[Droit bancaire] Spoofing : aucune négligence grave de l’usager bancaire selon la Cour de cassation

Maître Amaury Ayoun, avocat au Barreau de Marseille, intervient régulièrement en droit bancaire dans les intérêts de victimes d’arnaque ou fraude bancaire au faux conseiller dite spoofing.    

Par décision en date du 23 octobre 2024[1], la  chambre commerciale Cour de cassation a rejeté le pourvoi formé par l’établissement bancaire contre l’arrêt très médiatisé de la cour d’appel de Versailles du 28 mars 2023[2], qui avait considéré que l’usager bancaire, trompé par un faux conseiller bancaire agissant avec le mode opératoire du « spoofing»[3], n’avait pas fait preuve de négligence grave en procédant à des opérations bancaire sur instructions de son interlocuteur.

Dans son arrêt du 23 octobre 2024, la Cour de cassation rappelle tout d’abord qu’ « il incombe au prestataire de services de paiement de rapporter la preuve d’une négligence grave de son client ». La règle désormais bien connue, figurant à l’article L. 133-19, IV du Code monétaire et financier (et de l’article L. 133-23), est strictement appliquée par la Cour de cassation[4]. La preuve de la négligence grave ne se déduit pas de la seule utilisation des instruments de paiements ou des données confidentielles[5].

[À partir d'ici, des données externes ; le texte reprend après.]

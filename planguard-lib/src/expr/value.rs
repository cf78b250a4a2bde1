//! Conversions between resource data and CEL values

use crate::Result;
use crate::model::Resource;
use cel_interpreter::Value;
use cel_interpreter::objects::{Key, Map};
use ohno::{app_err, bail};
use std::collections::HashMap;
use std::sync::Arc;

/// Build a CEL map value from string keys.
pub fn map_value(entries: impl IntoIterator<Item = (String, Value)>) -> Value {
    let map: HashMap<Arc<String>, Value> = entries.into_iter().map(|(k, v)| (Arc::new(k), v)).collect();
    Value::Map(Map::from(map))
}

#[must_use]
pub fn string_value(s: impl Into<String>) -> Value {
    Value::String(Arc::new(s.into()))
}

#[must_use]
pub fn list_value(items: Vec<Value>) -> Value {
    Value::List(Arc::new(items))
}

/// Convert a JSON value into the equivalent CEL value.
///
/// Integers that fit in `i64` become `Int`, larger ones `UInt`, everything else `Float`.
#[must_use]
pub fn from_json(value: &serde_json::Value) -> Value {
    match value {
        serde_json::Value::Null => Value::Null,
        serde_json::Value::Bool(b) => Value::Bool(*b),
        serde_json::Value::Number(n) => {
            if let Some(i) = n.as_i64() {
                Value::Int(i)
            } else if let Some(u) = n.as_u64() {
                Value::UInt(u)
            } else {
                Value::Float(n.as_f64().unwrap_or(f64::NAN))
            }
        }
        serde_json::Value::String(s) => string_value(s.as_str()),
        serde_json::Value::Array(items) => list_value(items.iter().map(from_json).collect()),
        serde_json::Value::Object(fields) => map_value(fields.iter().map(|(k, v)| (k.clone(), from_json(v)))),
    }
}

/// Convert a CEL value into JSON.
///
/// Timestamps are rendered as RFC 3339 strings. Map keys are stringified.
///
/// # Errors
/// Returns an error for values with no JSON representation (bytes, durations,
/// functions, non-finite floats).
pub fn to_json(value: &Value) -> Result<serde_json::Value> {
    Ok(match value {
        Value::Null => serde_json::Value::Null,
        Value::Bool(b) => serde_json::Value::Bool(*b),
        Value::Int(i) => serde_json::Value::from(*i),
        Value::UInt(u) => serde_json::Value::from(*u),
        Value::Float(f) => serde_json::Number::from_f64(*f)
            .map(serde_json::Value::Number)
            .ok_or_else(|| app_err!("cannot represent {f} as a JSON number"))?,
        Value::String(s) => serde_json::Value::String(s.to_string()),
        Value::List(items) => serde_json::Value::Array(items.iter().map(to_json).collect::<Result<_>>()?),
        Value::Map(map) => {
            let mut fields = serde_json::Map::new();
            for (key, v) in map.map.iter() {
                let _ = fields.insert(key_to_string(key), to_json(v)?);
            }
            serde_json::Value::Object(fields)
        }
        Value::Timestamp(ts) => serde_json::Value::String(ts.to_rfc3339()),
        other => bail!("cannot represent {} as JSON", type_name(other)),
    })
}

#[must_use]
pub fn key_to_string(key: &Key) -> String {
    match key {
        Key::String(s) => s.to_string(),
        Key::Int(i) => i.to_string(),
        Key::Uint(u) => u.to_string(),
        Key::Bool(b) => b.to_string(),
    }
}

/// A short, user-facing name for the type of a value, used in error messages.
#[must_use]
pub const fn type_name(value: &Value) -> &'static str {
    match value {
        Value::Null => "null",
        Value::Bool(_) => "bool",
        Value::Int(_) => "int",
        Value::UInt(_) => "uint",
        Value::Float(_) => "double",
        Value::String(_) => "string",
        Value::Bytes(_) => "bytes",
        Value::List(_) => "list",
        Value::Map(_) => "map",
        Value::Timestamp(_) => "timestamp",
        Value::Duration(_) => "duration",
        _ => "function",
    }
}

/// The value bound to `self` while evaluating rules against `resource`.
///
/// Contains `type`, `name`, `file` and `line` plus every attribute. An attribute
/// with the same name as one of the metadata keys replaces it.
#[must_use]
pub fn resource_to_value(resource: &Resource) -> Value {
    let metadata = [
        ("type".to_string(), string_value(resource.resource_type.as_str())),
        ("name".to_string(), string_value(resource.name.as_str())),
        ("file".to_string(), string_value(resource.file.as_str())),
        ("line".to_string(), Value::Int(i64::from(resource.line))),
    ];

    let attributes = resource.attributes.iter().map(|(k, v)| (k.clone(), from_json(v)));

    // later entries win when collected into the map
    map_value(metadata.into_iter().chain(attributes))
}
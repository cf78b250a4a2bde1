use clap::ValueEnum;
use serde::{Deserialize, Serialize};
use strum::{Display, EnumIter};

/// How serious a rule violation is.
///
/// Variants are ordered from least to most severe so thresholds can be
/// expressed as `severity >= threshold`.
#[derive(Debug, Clone, Copy, PartialEq, Eq, PartialOrd, Ord, Hash, Serialize, Deserialize, Display, EnumIter, ValueEnum)]
#[serde(rename_all = "lowercase")]
#[strum(serialize_all = "lowercase")]
pub enum Severity {
    Info,
    Warning,
    Error,
}
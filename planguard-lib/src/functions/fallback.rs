//! `try` and `can`, which receive their arguments unevaluated so that errors can be caught

use cel_interpreter::{Context, ExecutionError, FunctionContext, Value};

pub fn install(context: &mut Context<'_>) {
    context.add_function("try", try_each);
    context.add_function("can", can);
}

/// The value of the first argument that evaluates without an error.
fn try_each(ftx: &FunctionContext) -> Result<Value, ExecutionError> {
    let mut last_error = None;
    for arg in &ftx.args {
        match Value::resolve(arg, ftx.ptx) {
            Ok(value) => return Ok(value),
            Err(e) => last_error = Some(e),
        }
    }

    Err(match last_error {
        Some(e) => ftx.error(format!("no expression succeeded, last error: {e}")),
        None => ftx.error("expected at least 1 argument, got 0"),
    })
}

/// Whether the single argument evaluates without an error.
fn can(ftx: &FunctionContext) -> Result<Value, ExecutionError> {
    match ftx.args.as_slice() {
        [arg] => Ok(Value::Bool(Value::resolve(arg, ftx.ptx).is_ok())),
        args => Err(ftx.error(format!("expected 1 argument, got {}", args.len()))),
    }
}
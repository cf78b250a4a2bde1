//! Command dispatch logic for planguard

use super::{InitArgs, ScanArgs, ValidateArgs, init_config, scan, validate_config};
use crate::{Host, Result};
use clap::builder::Styles;
use clap::builder::styling::{AnsiColor, Effects};
use clap::{Parser, Subcommand};

const CLAP_STYLES: Styles = Styles::styled()
    .header(AnsiColor::Green.on_default().effects(Effects::BOLD))
    .usage(AnsiColor::Green.on_default().effects(Effects::BOLD))
    .literal(AnsiColor::Cyan.on_default().effects(Effects::BOLD))
    .placeholder(AnsiColor::Cyan.on_default());

#[derive(Parser, Debug)]
#[command(name = "planguard", version, author, long_about = None)]
#[command(about = "Policy gate for infrastructure-as-code resources")]
#[command(styles = CLAP_STYLES)]
struct Cli {
    #[command(subcommand)]
    command: Command,
}

#[derive(Subcommand, Debug)]
enum Command {
    /// Scan resource manifests against the configured rules
    Scan(Box<ScanArgs>),
    /// Validate a configuration file and any extra rules files
    Validate(ValidateArgs),
    /// Generate a default configuration file
    Init(InitArgs),
}

/// Dispatch command-line arguments to the appropriate handler
///
/// This function parses the command-line arguments and executes the corresponding
/// subcommand. It's designed to be called from main.rs with the program arguments.
///
/// # Arguments
///
/// * `args` - An iterator of command-line arguments (typically from `std::env::args()`)
///
/// # Errors
///
/// Returns an error if command parsing fails or if the executed command fails
pub fn run<I, T, H>(host: &mut H, args: I) -> Result<()>
where
    I: IntoIterator<Item = T>,
    T: Into<std::ffi::OsString> + Clone,
    H: Host,
{
    match &Cli::parse_from(args).command {
        Command::Scan(scan_args) => scan(host, scan_args),
        Command::Validate(validate_args) => validate_config(host, validate_args),
        Command::Init(init_args) => init_config(host, init_args),
    }
}
use super::{Args, FunctionTable};
use crate::expr::value::{from_json, string_value, to_json};
use ohno::app_err;

pub fn register(table: &mut FunctionTable) {
    table.register("jsondecode", |_, args| {
        let text = Args::exact(args, 1)?.string(0)?;
        let json: serde_json::Value = serde_json::from_str(text).map_err(|e| app_err!("invalid JSON: {e}"))?;
        Ok(from_json(&json))
    });

    table.register("jsonencode", |_, args| {
        let json = to_json(Args::exact(args, 1)?.value(0)?)?;
        let text = serde_json::to_string(&json).map_err(|e| app_err!("encoding JSON: {e}"))?;
        Ok(string_value(text))
    });

    table.register("yamldecode", |_, args| {
        let text = Args::exact(args, 1)?.string(0)?;
        let json: serde_json::Value = serde_yaml::from_str(text).map_err(|e| app_err!("invalid YAML: {e}"))?;
        Ok(from_json(&json))
    });

    table.register("yamlencode", |_, args| {
        let json = to_json(Args::exact(args, 1)?.value(0)?)?;
        let text = serde_yaml::to_string(&json).map_err(|e| app_err!("encoding YAML: {e}"))?;
        Ok(string_value(text))
    });
}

Du reste, exerçant un contrôle léger de la motivation de la cour d’appel de Versailles qui avait constaté que l’escroc avait pu faire afficher le numéro de téléphone du conseiller clientèle de sa victime et ainsi obtenir sa confiance, la Haute Juridiction retient que « de ces constatations et appréciations, la cour d’appel a pu déduire que la négligence grave de M. [J] n’était pas caractérisée ».

La Cour de cassation a tout de même tenu à publier l’arrêt au Bulletin et préparer un communiqué à son sujet, dans lequel elle rappelle de manière très pédagogique qu’« au regard des circonstances dans lesquelles l’escroquerie a eu lieu, il ne peut être reproché au client d’avoir commis une négligence grave. ». 

Il faudra donc relativiser l’en-tête tapageur du communiqué indiquant que « le client qui se fait piéger au téléphone par un faux conseiller bancaire ne peut se voir reprocher par sa banque d’avoir commis une négligence grave.  Il a donc le droit d’être remboursé par sa banque des virements frauduleux. » ainsi que la problématique que le communiqué expose (« Une personne qui contribue indirectement à se faire escroquer en suivant les consignes d’un faux conseiller bancaire commet-elle une négligence grave qui la prive du droit à être remboursée par sa banque ? »). 

Dans d’autres circonstances, la négligence grave de l’usager bancaire pourrait faire débat, notamment si le numéro de téléphone de l’appel reçu n’est pas celui de la banque. La matière demeure en effet très casuistique. La classification de cette affaire par la Cour de cassation paraît cependant témoigner une certaine bienveillance à l’égard des victimes de fraude.

Maître Amaury Ayoun, avocat à Marseille, assiste les victimes de fraudes bancaires au faux conseiller. 

Vous pouvez nous joindre par téléphone au 04 84 25 40 95 ou par mail : avocat@amauryayoun.com  


[1] Cass. com., 23 oct. 2024, n°23-16.267 ; B

[2] CA Versailles, 28 mars 2023, n°21/07299 ; LEDB juin 2023, n° DBA201m9, obs. J. Lasserre Capdeville ; Gaz. Pal. 2023, 6 juin, n°19, p. 22, note J. Lasserre Capdeville

[3] V. notre article du mois d’août 2023 portant sur « Arnaque ou fraude bancaire au faux conseiller / spoofing ».

[4] Cass. com., 12 nov. 2020, n°19-12112 ; Publié au bulletin ; Gaz. Pal. 2021, 2 févr., p. 52, obs. C. Houin-Bressand ; Gaz. Pal. 2021, 19 janv., p. 16, obs. J. Lasserre Capdeville ; RTD Com. 2021, p. 173, obs. D. Legeais ; LEDB 2021, janv., n° 113r7, p. 1, obs. S. Piédelièvre.

[5] Cass. com., 2 oct. 2007, n°05-19.899 ; Bull. civ. 2007, IV, n°208 ; Cass. civ. 1ère, 28 mars 2008, n°07-10.186 ; Bull. civ. I, n°91 ; Cass. com., 21 sept. 2010, n°09-16.534, inédit ; Cass. com., 1er mars 2016, n°14-22.946, inédit.